ASCOLTI / STARLESS AND BIBLE BLACK (40TH ANNIVERSARY SERIES)


di King Crimson / DGM Live, 2011


Quando esplose la testa
del
re cremisi

di Francesco Zago

 

This Night Wounds Time

 

Dei riferimenti letterari ed extramusicali di un album come Starless and Bible Black si potrebbe parlare molto a lungo. A partire dal titolo, citazione dall’apertura di un radiodramma di Dylan Thomas del 1954, Under the Milk Wood (Thomas, 1972):

 

To begin at the beginning: It is Spring, moonless night in the small town, starless and bible-black, the cobblestreets silent […] And all the people of the lulled and dumbfound town are sleeping now.

(Per cominciare dal principio: È primavera, notte senza luna nella cittadina senza stelle e nera come la Bibbia, silenziose le strade acciottolate […] E tutti gli abitanti della città cullata dal mare e silenziosa, dormono, ora).

 

La copertina dell’album venne disegnata dall’artista britannico Tom Phillips, e da una sua opera (1980) – A Humument – è tratta la criptica sentenza This Night Wounds Time. Sulla scia dei cut-up di William Burroughs e dei procedimenti casuali applicati alla produzione artistica, Phillips realizzò A Humument basandosi – materialmente – su un romanzo vittoriano, A Human Document di William Hurrell Mallock (1892), reperito rigorosamente per caso: ogni pagina è stata trasformata in un’opera d’arte, intervenendo sul testo – cancellando, oscurando, evidenziando l’originale – fino a ottenere un patchwork labirintico e affascinante (su YouTube è possibile ascoltare lo stesso Thomas leggere Under Milk Wood; per chi non può fare a meno di stare al passo coi tempi, va segnalata l’esistenza di una Humument App per iPad, oltre al sito humument.com, dove si possono consultare integralmente l’opera di Phillips e le sue successive evoluzioni).
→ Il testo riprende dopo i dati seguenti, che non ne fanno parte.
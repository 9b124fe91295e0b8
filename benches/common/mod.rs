#![allow(missing_docs, dead_code)]
//! Shared benchmark support: request payloads and collection keys.

use rand::RngExt;

/// Known SQL injection test payloads.
pub fn sqli_payloads() -> Vec<String> {
    vec![
        "' OR '1'='1".into(),
        "1; DROP TABLE users--".into(),
        "' UNION SELECT * FROM passwords--".into(),
        "admin'--".into(),
        "1' AND SLEEP(5)--".into(),
        "' UNION SELECT username,password FROM users--".into(),
    ]
}

/// Known XSS test payloads.
pub fn xss_payloads() -> Vec<String> {
    vec![
        "<script>alert('xss')</script>".into(),
        "<img src=x onerror=alert(1)>".into(),
        "<svg onload=alert(1)>".into(),
        "javascript:alert(document.cookie)".into(),
        "\"><script>alert(String.fromCharCode(88,83,83))</script>".into(),
    ]
}

/// Benign payloads for false-positive paths.
pub fn benign_payloads() -> Vec<String> {
    vec![
        "Hello, world!".into(),
        "The quick brown fox jumps over the lazy dog".into(),
        "SELECT your favorite color from the dropdown".into(),
        "O'Brien's restaurant serves great food".into(),
        "/api/v1/users/123/profile".into(),
        "user@example.com".into(),
    ]
}

/// Percent-encode a payload for use as a query string value.
pub fn url_encode(payload: &str) -> String {
    let mut out = String::with_capacity(payload.len() * 3);
    for byte in payload.bytes() {
        match byte {
            b'A'..=b'Z' | b'a'..=b'z' | b'0'..=b'9' | b'-' | b'_' | b'.' | b'~' => {
                out.push(byte as char);
            },
            b' ' => out.push('+'),
            _ => out.push_str(&format!("%{byte:02X}")),
        }
    }
    out
}

/// Build a query string with `count` parameters, the last carrying `payload`.
pub fn query_with_payload(count: usize, payload: &str) -> String {
    let mut params: Vec<String> = (0..count.saturating_sub(1))
        .map(|i| format!("p{i}=value{i}"))
        .collect();
    params.push(format!("q={}", url_encode(payload)));
    params.join("&")
}

/// Generate `count` random IPv4 addresses in 10.0.0.0/8.
pub fn random_ipv4_addresses(count: usize) -> Vec<String> {
    let mut rng = rand::rng();
    (0..count)
        .map(|_| {
            format!(
                "10.{}.{}.{}",
                rng.random_range(0..=255u8),
                rng.random_range(0..=255u8),
                rng.random_range(1..=254u8)
            )
        })
        .collect()
}

/// Generate `count` distinct collection keys.
pub fn collection_keys(count: usize) -> Vec<String> {
    (0..count).map(|i| format!("counter_{i:05}")).collect()
}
Infine le liriche: terminata ormai da tempo la collaborazione con il visionario Pete Sinfield, i King Crimson affidarono la stesura dei testi di Larks’ Tongues In Aspic, Starless and Bible Black e Red a Richard Palmer-James; uno in particolare, The Night Watch, descrive il celebre quadro di Rembrandt La ronda di notte, cosa quanto mai inusuale per il testo di una canzone, pur in un contesto prog-rock. Da questo punto di vista, tuttavia, il pregio di Starless and Bible Black è che citazioni colte e riferimenti culturali non sono strettamente necessari alla “comprensione” della musica – a vari livelli: godibilità, fruizione, analisi. Innanzitutto, perché non vengono presentati come tali; il disco non è “nient’altro” che un disco rock. Ma è anche qualcosa di più, e chi vuole farlo può scoprirlo lasciandosi guidare dagli indizi disseminati nell’album. I rimandi extramusicali, privi di un legame esplicito tra loro o con la musica (con l’eccezione di The Night Watch), alludono al clima notturno e angosciante che domina l’album, senza pretendere di definirlo in maniera didascalica.
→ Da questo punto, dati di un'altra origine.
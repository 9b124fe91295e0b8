//! Configuration integration tests.
//!
//! Loads TOML files from disk, validates them and builds a working
//! [`WafHandler`] from the result.

use r0n_waf::config::{BasicValidator, ConfigError, ConfigLoader, RuleCompileValidator};
use r0n_waf::modules::waf::{RuleEngineMode, WafHandler};
use std::fs;
use tempfile::tempdir;

const WAF_TOML: &str = r#"
[engine]
name = "edge-waf"
mode = "on"

[collections]
names = ["IP", "GLOBAL"]

[waf]
remove_rule_ids = [9000]

[waf.match_log]
max_entries = 100
forward_to_tracing = false

[[waf.rules]]
id = 1000
phase = 1
operator = "@unconditionalMatch"
actions = ["initcol:ip=%{REMOTE_ADDR}", "setvar:ip.requests=+1"]

[[waf.rules]]
id = 1001
phase = 2
variables = ["ARGS", "!ARGS:token"]
operator = "@rx (?i)union\\s+select"
actions = ["t:urlDecode", "t:lowercase", "deny", "msg:'SQL injection in %{MATCHED_VAR_NAME}'", "tag:attack-sqli"]

[[waf.rules]]
id = 1002
phase = 2
variables = ["REQUEST_URI"]
operator = "@beginsWith /admin"
actions = ["deny", "status:401"]

[waf.rules.chain]
variables = ["REMOTE_ADDR"]
operator = "!@ipMatch 10.0.0.0/8"

[[waf.rules]]
id = 9000
phase = 2
operator = "@unconditionalMatch"
actions = ["deny"]

[[waf.exceptions]]
tag = "attack-sqli"
targets = ["!ARGS:search"]
"#;

fn load(content: &str) -> Result<r0n_waf::config::EngineConfig, ConfigError> {
    let dir = tempdir().unwrap();
    let path = dir.path().join("waf.toml");
    fs::write(&path, content).unwrap();

    ConfigLoader::new()
        .with_validator(BasicValidator::new())
        .with_validator(RuleCompileValidator::new())
        .load(&path)
}

#[test]
fn test_load_and_run_config_file() {
    let config = load(WAF_TOML).unwrap();
    assert_eq!(config.engine.name, "edge-waf");
    assert_eq!(config.engine.mode, RuleEngineMode::On);

    let (handler, errors) = WafHandler::from_config(&config);
    assert!(errors.is_empty(), "{errors:?}");
    assert_eq!(handler.name(), "edge-waf");
    assert_eq!(handler.rules().len(), 3);
    assert!(handler.rules().get(9000).is_none());
    assert!(handler.collections().contains("ip"));

    // the removed catch-all rule does not block clean traffic
    let mut clean = handler
        .new_transaction("clean")
        .with_uri("/products?page=2")
        .with_query_string("page=2")
        .with_client_addr("192.0.2.10".parse().unwrap());
    assert!(handler.process_request(&mut clean).is_none());

    let mut sqli = handler
        .new_transaction("sqli")
        .with_uri("/products?id=1%20UNION%20SELECT")
        .with_query_string("id=1%20UNION%20SELECT")
        .with_client_addr("192.0.2.10".parse().unwrap());
    let intervention = handler.process_request(&mut sqli).unwrap();
    assert_eq!(intervention.rule_id, 1001);
    assert_eq!(
        intervention.message.as_deref(),
        Some("SQL injection in ARGS:id")
    );

    // both exclusions hold: the rule's own and the tag exception
    let mut excluded = handler
        .new_transaction("excluded")
        .with_query_string("token=union+select&search=union+select")
        .with_client_addr("192.0.2.10".parse().unwrap());
    assert!(handler.process_request(&mut excluded).is_none());

    let mut admin = handler
        .new_transaction("admin")
        .with_uri("/admin/users")
        .with_client_addr("192.0.2.10".parse().unwrap());
    assert_eq!(handler.process_request(&mut admin).map(|i| i.status), Some(401));

    let mut internal = handler
        .new_transaction("internal")
        .with_uri("/admin/users")
        .with_client_addr("10.1.1.1".parse().unwrap());
    assert!(handler.process_request(&mut internal).is_none());
}

#[test]
fn test_invalid_rule_rejected_by_loader() {
    let content = r#"
[[waf.rules]]
id = 1
variables = ["ARGS"]
operator = "@rx ("
"#;
    let err = load(content).unwrap_err();
    let ConfigError::Invalid(errors) = err else {
        panic!("expected validation failure, got {err}");
    };
    assert!(errors[0].starts_with("waf.rules.1"));
}

#[test]
fn test_lenient_loader_keeps_good_rules() {
    let dir = tempdir().unwrap();
    let path = dir.path().join("waf.toml");
    fs::write(
        &path,
        r#"
[[waf.rules]]
id = 1
variables = ["ARGS"]
operator = "@noSuchOperator x"

[[waf.rules]]
id = 2
variables = ["ARGS"]
operator = "@contains x"
actions = ["deny"]
"#,
    )
    .unwrap();

    let config = ConfigLoader::new()
        .with_validator(RuleCompileValidator::lenient())
        .load(&path)
        .unwrap();
    let (handler, errors) = WafHandler::from_config(&config);
    assert_eq!(errors.len(), 1);
    assert_eq!(errors[0].rule_id(), Some(1));
    assert_eq!(handler.rules().len(), 1);
}

#[test]
fn test_detection_only_mode_from_file() {
    let content = WAF_TOML.replace(r#"mode = "on""#, r#"mode = "detection_only""#);
    let config = load(&content).unwrap();
    let (handler, _) = WafHandler::from_config(&config);
    assert_eq!(handler.mode(), RuleEngineMode::DetectionOnly);

    let mut tx = handler
        .new_transaction("detect")
        .with_uri("/admin")
        .with_client_addr("192.0.2.10".parse().unwrap());
    assert!(handler.process_request(&mut tx).is_none());
    assert_eq!(handler.match_log().final_entries().len(), 2);
}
A differenza degli alfieri del rock progressivo in voga negli stessi anni, i King Crimson di Larks’ Tongues In Aspic, Starless and Bible Black e Red non solo si sono decisamente lasciati alle spalle quasi ogni traccia del sinfonismo dei primi album (a parte, forse, la Exiles di Larks’ Tongues In Aspic), ma rifiutano l’idea stessa del concept, preferendo una struttura più vicina agli lp rock, con brani brevi (uniche eccezioni, la stessa Starless and Bible Black, un’improvvisazione live, e Fracture). È del tutto assente la pretenziosità piuttosto sfiancante di certi “mattoni” usciti più o meno negli stessi mesi (l’album venne pubblicato nel marzo del 1974), come Tales of Topographic Oceans degli Yes (dicembre 1973) o delle circensi esibizioni di Emerson, Lake & Palmer. Forse non è un caso. Come pochissimi altri (citiamo solo Brian Eno, che aveva lasciato i Roxy Music nel 1973, e Peter Gabriel, che avrebbe lasciato i Genesis nel 1975), tra il 1972 e il 1973 Robert Fripp intuisce che il rock “sinfonico” si sta infilando pericolosamente in un vicolo cieco: la musica di Larks’ Tongues In Aspic e Red segna una saturazione, un punto di non ritorno (come indica la lancetta del quadrante sul retro della copertina di Red, inesorabilmente a fondo scala), una nave che va abbandonata prima che affondi. Dare la colpa della fine dell’era progressiva all’avvento del punk, come hanno fatto in molti, ci sembra una spiegazione troppo semplicistica: il rock progressivo era già da tempo una “lingua morta” quando, nel 1976, i Sex Pistols esplosero sulla scena spazzando via le macerie di un mondo musicale che probabilmente non esisteva ormai più. Non è un caso neppure che Fripp e Gabriel, in particolare, sia come solisti che nelle loro reciproche collaborazioni, spesso abbiano fatto proprio il nuovo linguaggio musicale emerso nella seconda metà dei Settanta: basti ascoltare le prime due prove soliste di Gabriel, oppure Exposure e The League of Gentlemen di Fripp, produzioni nient’affatto episodiche.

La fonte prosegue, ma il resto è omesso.